(Saved data entries)
======

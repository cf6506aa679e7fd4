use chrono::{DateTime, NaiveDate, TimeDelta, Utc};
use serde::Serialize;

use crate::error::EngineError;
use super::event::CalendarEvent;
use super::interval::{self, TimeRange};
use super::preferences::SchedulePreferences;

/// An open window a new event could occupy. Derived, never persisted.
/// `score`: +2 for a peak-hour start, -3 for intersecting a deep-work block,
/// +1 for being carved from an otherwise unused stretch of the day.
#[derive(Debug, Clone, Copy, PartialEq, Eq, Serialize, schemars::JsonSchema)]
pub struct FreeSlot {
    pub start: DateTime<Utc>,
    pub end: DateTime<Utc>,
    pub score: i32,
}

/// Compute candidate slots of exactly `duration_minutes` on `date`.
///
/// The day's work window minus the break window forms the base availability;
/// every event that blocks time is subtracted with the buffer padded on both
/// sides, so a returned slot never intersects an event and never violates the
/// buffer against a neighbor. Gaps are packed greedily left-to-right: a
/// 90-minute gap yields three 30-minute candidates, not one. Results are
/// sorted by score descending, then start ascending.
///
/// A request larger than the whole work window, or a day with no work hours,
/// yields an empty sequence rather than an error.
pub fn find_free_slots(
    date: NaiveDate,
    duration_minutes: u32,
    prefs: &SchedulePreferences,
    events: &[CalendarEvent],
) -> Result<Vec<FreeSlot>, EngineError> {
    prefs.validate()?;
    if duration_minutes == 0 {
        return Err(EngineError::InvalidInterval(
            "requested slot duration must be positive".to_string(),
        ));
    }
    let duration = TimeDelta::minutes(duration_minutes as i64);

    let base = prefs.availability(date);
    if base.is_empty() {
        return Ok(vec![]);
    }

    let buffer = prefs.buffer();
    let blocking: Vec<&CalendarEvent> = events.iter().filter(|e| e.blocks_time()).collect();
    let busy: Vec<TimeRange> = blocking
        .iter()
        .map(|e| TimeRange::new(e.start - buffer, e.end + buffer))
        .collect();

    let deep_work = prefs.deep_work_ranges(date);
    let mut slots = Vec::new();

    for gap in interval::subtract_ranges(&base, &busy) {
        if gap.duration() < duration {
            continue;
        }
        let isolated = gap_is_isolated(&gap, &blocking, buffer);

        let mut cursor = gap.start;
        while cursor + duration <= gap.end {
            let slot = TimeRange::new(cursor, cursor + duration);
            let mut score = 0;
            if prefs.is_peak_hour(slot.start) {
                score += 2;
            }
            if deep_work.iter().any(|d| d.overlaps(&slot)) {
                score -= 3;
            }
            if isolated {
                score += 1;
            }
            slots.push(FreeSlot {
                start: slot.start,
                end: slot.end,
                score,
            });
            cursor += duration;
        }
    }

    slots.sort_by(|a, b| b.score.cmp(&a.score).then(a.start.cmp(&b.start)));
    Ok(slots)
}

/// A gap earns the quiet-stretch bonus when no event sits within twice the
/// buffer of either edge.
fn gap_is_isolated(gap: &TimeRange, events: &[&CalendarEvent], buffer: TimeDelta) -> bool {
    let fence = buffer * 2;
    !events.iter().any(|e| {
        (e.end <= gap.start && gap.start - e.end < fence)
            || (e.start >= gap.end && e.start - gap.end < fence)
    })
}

======

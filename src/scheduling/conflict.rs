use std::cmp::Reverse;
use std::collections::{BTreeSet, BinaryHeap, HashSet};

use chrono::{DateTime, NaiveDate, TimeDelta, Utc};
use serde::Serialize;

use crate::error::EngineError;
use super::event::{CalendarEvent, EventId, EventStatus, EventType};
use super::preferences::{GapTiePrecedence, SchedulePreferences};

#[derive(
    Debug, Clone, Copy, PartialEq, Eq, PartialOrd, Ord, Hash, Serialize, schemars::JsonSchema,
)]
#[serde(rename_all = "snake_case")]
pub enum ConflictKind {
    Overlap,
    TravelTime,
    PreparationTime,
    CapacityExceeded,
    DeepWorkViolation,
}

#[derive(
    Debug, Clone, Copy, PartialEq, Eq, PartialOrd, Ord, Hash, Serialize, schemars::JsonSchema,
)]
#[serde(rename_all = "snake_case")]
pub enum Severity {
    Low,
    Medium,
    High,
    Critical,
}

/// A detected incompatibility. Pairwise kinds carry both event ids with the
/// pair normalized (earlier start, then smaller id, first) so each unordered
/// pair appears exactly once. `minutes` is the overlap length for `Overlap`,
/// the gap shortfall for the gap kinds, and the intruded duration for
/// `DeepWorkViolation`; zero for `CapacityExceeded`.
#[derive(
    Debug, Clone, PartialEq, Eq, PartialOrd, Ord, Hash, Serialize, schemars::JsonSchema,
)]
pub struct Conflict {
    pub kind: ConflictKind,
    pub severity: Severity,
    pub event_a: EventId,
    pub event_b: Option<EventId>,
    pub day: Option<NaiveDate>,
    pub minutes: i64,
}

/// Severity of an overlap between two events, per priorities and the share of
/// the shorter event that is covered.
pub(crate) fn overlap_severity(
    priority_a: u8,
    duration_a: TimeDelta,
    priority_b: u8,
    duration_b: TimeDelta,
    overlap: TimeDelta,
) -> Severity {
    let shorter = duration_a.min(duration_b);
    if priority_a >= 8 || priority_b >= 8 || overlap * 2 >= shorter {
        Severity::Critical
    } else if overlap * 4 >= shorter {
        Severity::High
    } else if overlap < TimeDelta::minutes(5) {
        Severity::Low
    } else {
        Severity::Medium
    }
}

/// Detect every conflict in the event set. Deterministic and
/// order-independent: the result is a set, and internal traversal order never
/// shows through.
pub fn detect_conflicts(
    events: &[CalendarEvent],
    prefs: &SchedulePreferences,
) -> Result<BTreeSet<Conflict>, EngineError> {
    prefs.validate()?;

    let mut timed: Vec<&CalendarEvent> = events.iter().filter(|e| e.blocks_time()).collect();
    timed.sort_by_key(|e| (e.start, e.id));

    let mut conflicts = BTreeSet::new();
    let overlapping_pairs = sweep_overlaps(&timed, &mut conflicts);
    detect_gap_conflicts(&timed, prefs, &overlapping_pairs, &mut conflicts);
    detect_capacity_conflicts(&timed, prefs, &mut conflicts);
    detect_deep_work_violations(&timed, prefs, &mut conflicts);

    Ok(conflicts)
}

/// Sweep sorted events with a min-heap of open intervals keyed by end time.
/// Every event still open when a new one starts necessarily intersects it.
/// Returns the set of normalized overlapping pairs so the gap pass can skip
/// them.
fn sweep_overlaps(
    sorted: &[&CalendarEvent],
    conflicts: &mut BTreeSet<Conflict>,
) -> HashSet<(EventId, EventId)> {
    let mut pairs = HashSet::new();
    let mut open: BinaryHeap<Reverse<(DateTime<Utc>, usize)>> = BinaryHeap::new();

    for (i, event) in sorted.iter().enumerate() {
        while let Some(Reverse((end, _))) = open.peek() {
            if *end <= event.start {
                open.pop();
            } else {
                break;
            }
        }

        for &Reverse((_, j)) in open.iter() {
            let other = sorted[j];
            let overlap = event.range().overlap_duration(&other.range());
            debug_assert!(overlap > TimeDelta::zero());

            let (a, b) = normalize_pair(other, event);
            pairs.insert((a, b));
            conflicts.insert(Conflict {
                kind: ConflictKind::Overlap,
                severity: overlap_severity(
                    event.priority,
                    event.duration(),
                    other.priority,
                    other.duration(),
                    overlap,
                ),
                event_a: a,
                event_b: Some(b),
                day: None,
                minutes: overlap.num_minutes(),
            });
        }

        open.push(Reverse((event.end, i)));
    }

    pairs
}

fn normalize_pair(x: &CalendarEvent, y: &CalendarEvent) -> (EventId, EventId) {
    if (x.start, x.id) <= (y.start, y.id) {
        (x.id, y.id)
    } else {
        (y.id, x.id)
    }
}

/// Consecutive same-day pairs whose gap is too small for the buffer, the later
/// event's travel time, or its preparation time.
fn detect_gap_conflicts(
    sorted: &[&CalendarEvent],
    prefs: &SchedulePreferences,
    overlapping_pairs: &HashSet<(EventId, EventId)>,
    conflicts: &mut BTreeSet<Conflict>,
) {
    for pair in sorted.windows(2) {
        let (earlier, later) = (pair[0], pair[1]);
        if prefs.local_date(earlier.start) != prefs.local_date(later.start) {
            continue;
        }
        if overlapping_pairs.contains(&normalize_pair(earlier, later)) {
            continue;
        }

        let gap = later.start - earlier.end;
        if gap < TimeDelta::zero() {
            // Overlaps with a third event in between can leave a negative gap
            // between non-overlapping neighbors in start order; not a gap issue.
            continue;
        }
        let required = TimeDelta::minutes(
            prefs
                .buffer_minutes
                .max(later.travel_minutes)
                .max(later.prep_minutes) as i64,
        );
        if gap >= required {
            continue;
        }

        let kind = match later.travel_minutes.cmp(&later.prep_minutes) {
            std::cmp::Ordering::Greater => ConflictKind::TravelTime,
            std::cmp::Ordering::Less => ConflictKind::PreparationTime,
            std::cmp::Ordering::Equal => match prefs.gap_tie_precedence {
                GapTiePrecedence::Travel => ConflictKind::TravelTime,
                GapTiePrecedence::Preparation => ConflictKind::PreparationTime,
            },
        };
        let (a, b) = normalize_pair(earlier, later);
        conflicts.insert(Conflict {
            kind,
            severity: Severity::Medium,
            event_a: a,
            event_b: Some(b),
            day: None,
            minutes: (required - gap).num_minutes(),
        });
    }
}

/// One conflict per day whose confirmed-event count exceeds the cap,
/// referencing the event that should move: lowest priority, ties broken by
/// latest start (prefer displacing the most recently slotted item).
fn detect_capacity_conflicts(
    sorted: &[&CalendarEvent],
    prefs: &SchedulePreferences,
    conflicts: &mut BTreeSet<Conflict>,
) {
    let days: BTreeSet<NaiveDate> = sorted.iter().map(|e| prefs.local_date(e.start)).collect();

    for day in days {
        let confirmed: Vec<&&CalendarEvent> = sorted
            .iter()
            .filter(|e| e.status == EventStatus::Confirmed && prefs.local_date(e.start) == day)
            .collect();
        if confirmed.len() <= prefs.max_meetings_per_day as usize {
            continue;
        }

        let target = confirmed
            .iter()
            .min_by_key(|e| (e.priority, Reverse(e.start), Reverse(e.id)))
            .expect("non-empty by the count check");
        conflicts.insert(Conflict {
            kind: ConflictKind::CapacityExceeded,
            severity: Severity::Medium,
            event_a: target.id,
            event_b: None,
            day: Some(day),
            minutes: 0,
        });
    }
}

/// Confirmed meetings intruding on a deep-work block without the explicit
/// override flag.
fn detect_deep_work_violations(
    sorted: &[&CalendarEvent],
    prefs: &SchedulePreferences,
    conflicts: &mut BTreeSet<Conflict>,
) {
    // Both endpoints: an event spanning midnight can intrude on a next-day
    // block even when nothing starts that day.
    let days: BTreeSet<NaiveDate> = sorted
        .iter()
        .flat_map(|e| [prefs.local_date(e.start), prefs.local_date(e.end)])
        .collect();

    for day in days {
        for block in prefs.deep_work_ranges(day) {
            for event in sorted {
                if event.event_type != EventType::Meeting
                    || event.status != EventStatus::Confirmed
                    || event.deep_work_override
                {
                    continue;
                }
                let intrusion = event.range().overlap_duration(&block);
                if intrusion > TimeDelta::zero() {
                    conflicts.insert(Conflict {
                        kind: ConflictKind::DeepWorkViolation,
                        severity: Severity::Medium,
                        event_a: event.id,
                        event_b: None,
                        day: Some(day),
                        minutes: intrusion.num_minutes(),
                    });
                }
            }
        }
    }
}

======

• YOUR OBJECTIVE:
Once you have identified the lines above that contain "availability", copy each of them.

• TASK ANSWER:
/// The day's work window minus the break window forms the base availability;
    let base = prefs.availability(date);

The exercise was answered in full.